Task to carry out:
Write each line exactly as it stands, from the line containing "assert!(without.get::<Plain>().unwrap().label.is_none());" through the end of the data.

Stored data entries
________________________
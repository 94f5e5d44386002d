mod common;

use common::{iclock, settings, Settings};
use ferrous_container::{
    Arguments, ConstructorDescriptor, Container, DiError, DiResult, InjectionMember, InjectionParameter, Key,
    Lifetime, MethodDescriptor, ParameterDescriptor, PropertyDescriptor, Registration, Resolver, ServiceType,
    TypeCatalog, TypeShape,
};
use std::sync::Arc;

/// Records which constructor built the instance.
struct Chosen(&'static str);

struct ImplA;
struct ImplB;

fn ia() -> ServiceType {
    ServiceType::interface("IA")
}

fn ib() -> ServiceType {
    ServiceType::interface("IB")
}

fn ctor(label: &'static str, params: Vec<(&str, ServiceType)>) -> ConstructorDescriptor {
    let params = params
        .into_iter()
        .map(|(name, service)| ParameterDescriptor::new(name, service))
        .collect();
    ConstructorDescriptor::new(params, move |_| Ok(Chosen(label)))
}

fn describe(catalog: &TypeCatalog, name: &str, ctors: Vec<ConstructorDescriptor>) {
    let shape = ctors.into_iter().fold(TypeShape::new(), TypeShape::constructor);
    catalog.describe(ServiceType::class(name), shape);
}

/// Catalog with `ImplA: IA` and `ImplB: IB` registered.
fn setup(describe_targets: impl FnOnce(&TypeCatalog)) -> Container {
    let catalog = TypeCatalog::new();
    catalog
        .describe(
            ServiceType::of::<ImplA>(),
            TypeShape::new().constructor(ConstructorDescriptor::new(vec![], |_| Ok(ImplA))),
        )
        .describe(
            ServiceType::of::<ImplB>(),
            TypeShape::new().constructor(ConstructorDescriptor::new(vec![], |_| Ok(ImplB))),
        );
    describe_targets(&catalog);

    let container = Container::new(Arc::new(catalog));
    container
        .register_type(ia(), None, ServiceType::of::<ImplA>(), Lifetime::Transient)
        .unwrap();
    container
        .register_type(ib(), None, ServiceType::of::<ImplB>(), Lifetime::Transient)
        .unwrap();
    container
}

fn chosen(container: &Container, name: &str) -> DiResult<&'static str> {
    Ok(container.get_as::<Chosen>(&ServiceType::class(name), None)?.0)
}

// ===== Constructor selection =====

#[test]
fn test_equal_interface_constructors_are_ambiguous() {
    let container = setup(|catalog| {
        describe(
            catalog,
            "Ambiguous",
            vec![ctor("a", vec![("a", ia())]), ctor("b", vec![("b", ib())])],
        )
    });

    let target = ServiceType::class("Ambiguous");
    let err = container
        .register_type(target.clone(), None, target, Lifetime::Transient)
        .unwrap_err();
    assert!(matches!(err, DiError::AmbiguousConstructor(name) if name == "Ambiguous"));

    // the implicit path reports the same error, wrapped
    let err = chosen(&container, "Ambiguous").unwrap_err();
    assert!(matches!(err.root_cause(), DiError::AmbiguousConstructor(_)));
}

#[test]
fn test_unresolvable_constructor_is_skipped() {
    let container = setup(|catalog| {
        describe(
            catalog,
            "SkipsClock",
            vec![
                ctor("with-clock", vec![("a", ia()), ("clock", iclock())]),
                ctor("without-clock", vec![("a", ia())]),
            ],
        )
    });

    assert_eq!(chosen(&container, "SkipsClock").unwrap(), "without-clock");
}

#[test]
fn test_longer_constructor_wins_over_its_subset() {
    let container = setup(|catalog| {
        describe(
            catalog,
            "Subset",
            vec![
                ctor("short", vec![("a", ia())]),
                ctor("long", vec![("a", ia()), ("b", ib())]),
            ],
        )
    });

    assert_eq!(chosen(&container, "Subset").unwrap(), "long");
}

#[test]
fn test_longest_resolvable_constructor_wins() {
    let container = setup(|catalog| {
        describe(
            catalog,
            "Longest",
            vec![
                ctor("none", vec![]),
                ctor("one", vec![("a", ia())]),
                ctor("two", vec![("a", ia()), ("clock", iclock())]),
            ],
        )
    });

    assert_eq!(chosen(&container, "Longest").unwrap(), "one");
}

#[test]
fn test_interface_only_constructor_beats_mixed_one() {
    let container = setup(|catalog| {
        describe(
            catalog,
            "InterfacesFirst",
            vec![
                ctor("mixed", vec![("settings", ServiceType::of::<Settings>()), ("a", ia())]),
                ctor("interfaces", vec![("a", ia()), ("b", ib())]),
            ],
        )
    });

    assert_eq!(chosen(&container, "InterfacesFirst").unwrap(), "interfaces");
}

#[test]
fn test_marked_constructor_wins() {
    let container = setup(|catalog| {
        describe(
            catalog,
            "Marked",
            vec![
                ctor("long", vec![("a", ia()), ("b", ib())]),
                ctor("marked", vec![("a", ia())]).marked(),
            ],
        )
    });

    assert_eq!(chosen(&container, "Marked").unwrap(), "marked");
}

#[test]
fn test_private_and_static_constructors_are_not_eligible() {
    let container = setup(|catalog| {
        describe(
            catalog,
            "Hidden",
            vec![ctor("private", vec![]).private(), ctor("static", vec![]).as_static()],
        )
    });

    let target = ServiceType::class("Hidden");
    let err = container
        .register_type(target.clone(), None, target, Lifetime::Transient)
        .unwrap_err();
    assert!(matches!(err, DiError::NoAccessibleConstructor(_)));
}

#[test]
fn test_no_resolvable_constructor() {
    let container = setup(|catalog| {
        describe(
            catalog,
            "NeedsClocks",
            vec![
                ctor("one", vec![("clock", iclock())]),
                ctor("two", vec![("clock", iclock()), ("a", ia())]),
            ],
        )
    });

    let err = chosen(&container, "NeedsClocks").unwrap_err();
    assert!(matches!(err.root_cause(), DiError::NoAccessibleConstructor(_)));
}

#[test]
fn test_defaulted_parameters_count_as_resolvable() {
    let container = setup(|catalog| {
        catalog.describe(
            ServiceType::class("Defaulted"),
            TypeShape::new()
                .constructor(ctor("short", vec![("a", ia())]))
                .constructor(ConstructorDescriptor::new(
                    vec![
                        ParameterDescriptor::new("a", ia()),
                        ParameterDescriptor::new("retries", ServiceType::primitive::<u32>()).with_default(3u32),
                    ],
                    |args| {
                        assert_eq!(*args.get::<u32>(1)?, 3);
                        Ok(Chosen("defaulted"))
                    },
                )),
        );
    });

    assert_eq!(chosen(&container, "Defaulted").unwrap(), "defaulted");
}

#[test]
fn test_pinned_constructor_resolves_given_key() {
    let container = setup(|catalog| {
        describe(
            catalog,
            "Pinned",
            vec![ctor("a", vec![("a", ia())]), ctor("b", vec![("b", ib())])],
        )
    });

    container
        .register(
            Registration::new(Key::default_of(ServiceType::class("Pinned")))
                .with_member(InjectionMember::Constructor(vec![InjectionParameter::resolve(ib())])),
        )
        .unwrap();

    assert_eq!(chosen(&container, "Pinned").unwrap(), "b");
}

#[test]
fn test_pinned_constructor_without_match_is_rejected() {
    let container = setup(|catalog| describe(catalog, "Single", vec![ctor("a", vec![("a", ia())])]));

    let two_values = Registration::new(Key::default_of(ServiceType::class("Single"))).with_member(
        InjectionMember::Constructor(vec![InjectionParameter::value(1u8), InjectionParameter::value(2u8)]),
    );
    assert!(matches!(
        container.register(two_values).unwrap_err(),
        DiError::InvalidRegistration { .. }
    ));

    let wrong_type = Registration::new(Key::default_of(ServiceType::class("Single")))
        .with_member(InjectionMember::Constructor(vec![InjectionParameter::resolve(iclock())]));
    assert!(matches!(
        container.register(wrong_type).unwrap_err(),
        DiError::InvalidRegistration { .. }
    ));
}

// ===== Member selection =====

#[derive(Default)]
struct Gadget {
    settings: Option<Arc<Settings>>,
    label: Option<Arc<String>>,
    settings_seen_by_init: Option<bool>,
    configured: Option<Arc<String>>,
}

fn gadget_catalog() -> TypeCatalog {
    let catalog = TypeCatalog::new();
    catalog.describe(
        ServiceType::of::<Gadget>(),
        TypeShape::new()
            .constructor(ConstructorDescriptor::new(vec![], |_| Ok(Gadget::default())))
            .property(
                PropertyDescriptor::new("settings", ServiceType::of::<Settings>(), |g: &mut Gadget, v| {
                    g.settings = Some(v)
                })
                .marked(),
            )
            .property(PropertyDescriptor::new(
                "label",
                ServiceType::string(),
                |g: &mut Gadget, v| g.label = Some(v),
            ))
            .property(
                PropertyDescriptor::new("version", ServiceType::string(), |_: &mut Gadget, _: Arc<String>| {})
                    .read_only(),
            )
            .method(
                MethodDescriptor::new(
                    "init",
                    vec![ParameterDescriptor::new("settings", ServiceType::of::<Settings>())],
                    |g: &mut Gadget, _: &Arguments| {
                        g.settings_seen_by_init = Some(g.settings.is_some());
                        Ok(())
                    },
                )
                .marked(),
            )
            .method(MethodDescriptor::new(
                "configure",
                vec![ParameterDescriptor::new("label", ServiceType::string())],
                |g: &mut Gadget, args: &Arguments| {
                    g.configured = Some(args.get::<String>(0)?);
                    Ok(())
                },
            )),
    );
    catalog
}

fn gadget_container() -> Container {
    let container = Container::new(Arc::new(gadget_catalog()));
    container.register_value(None, settings("gadget")).unwrap();
    container
}

#[test]
fn test_marked_members_are_injected_properties_first() {
    let container = gadget_container();
    let gadget = container.get::<Gadget>().unwrap();

    assert_eq!(gadget.settings.as_ref().unwrap().dsn, "gadget");
    assert_eq!(gadget.settings_seen_by_init, Some(true));
    assert!(gadget.label.is_none());
    assert!(gadget.configured.is_none());
}

#[test]
fn test_pinned_property_value() {
    let container = gadget_container();
    container
        .register(Registration::new(Key::of::<Gadget>()).with_member(InjectionMember::Property(
            "label".into(),
            InjectionParameter::value(String::from("pinned")),
        )))
        .unwrap();

    let gadget = container.get::<Gadget>().unwrap();
    assert_eq!(gadget.label.as_deref().map(String::as_str), Some("pinned"));
    assert!(gadget.settings.is_some());
}

#[test]
fn test_pinned_property_must_exist_and_be_settable() {
    let container = gadget_container();

    let missing = Registration::new(Key::of::<Gadget>())
        .with_member(InjectionMember::Property("colour".into(), InjectionParameter::value(1u8)));
    assert!(matches!(
        container.register(missing).unwrap_err(),
        DiError::InvalidRegistration { reason, .. } if reason.contains("colour")
    ));

    let read_only = Registration::new(Key::of::<Gadget>()).with_member(InjectionMember::Property(
        "version".into(),
        InjectionParameter::value(String::from("2")),
    ));
    assert!(matches!(
        container.register(read_only).unwrap_err(),
        DiError::InvalidRegistration { reason, .. } if reason.contains("not settable")
    ));
}

#[test]
fn test_pinned_method_is_called() {
    let container = gadget_container();
    container
        .register(Registration::new(Key::of::<Gadget>()).with_member(InjectionMember::Method(
            "configure".into(),
            vec![InjectionParameter::value(String::from("configured"))],
        )))
        .unwrap();

    let gadget = container.get::<Gadget>().unwrap();
    assert_eq!(gadget.configured.as_deref().map(String::as_str), Some("configured"));
    assert_eq!(gadget.settings_seen_by_init, Some(true));
}

#[test]
fn test_pinned_method_arity_must_match() {
    let container = gadget_container();
    let registration = Registration::new(Key::of::<Gadget>())
        .with_member(InjectionMember::Method("configure".into(), vec![]));
    assert!(matches!(
        container.register(registration).unwrap_err(),
        DiError::InvalidRegistration { .. }
    ));
}

struct Plain {
    label: Option<Arc<String>>,
}

fn plain_container() -> Container {
    let catalog = TypeCatalog::new();
    catalog.describe(
        ServiceType::of::<Plain>(),
        TypeShape::new()
            .constructor(ConstructorDescriptor::new(vec![], |_| Ok(Plain { label: None })))
            .property(PropertyDescriptor::new(
                "label",
                ServiceType::string(),
                |p: &mut Plain, v| p.label = Some(v),
            )),
    );
    Container::new(Arc::new(catalog))
}

#[test]
fn test_unmarked_property_injected_when_its_type_is_registered() {
    let without = plain_container();
    assert!(without.get::<Plain>().unwrap().label.is_none());

    let with = plain_container();
    with.register_value(None, String::from("registered")).unwrap();
    let plain = with.get::<Plain>().unwrap();
    assert_eq!(plain.label.as_deref().map(String::as_str), Some("registered"));
}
________________________
Task response:
    assert!(without.get::<Plain>().unwrap().label.is_none());

    let with = plain_container();
    with.register_value(None, String::from("registered")).unwrap();
    let plain = with.get::<Plain>().unwrap();
    assert_eq!(plain.label.as_deref().map(String::as_str), Some("registered"));
}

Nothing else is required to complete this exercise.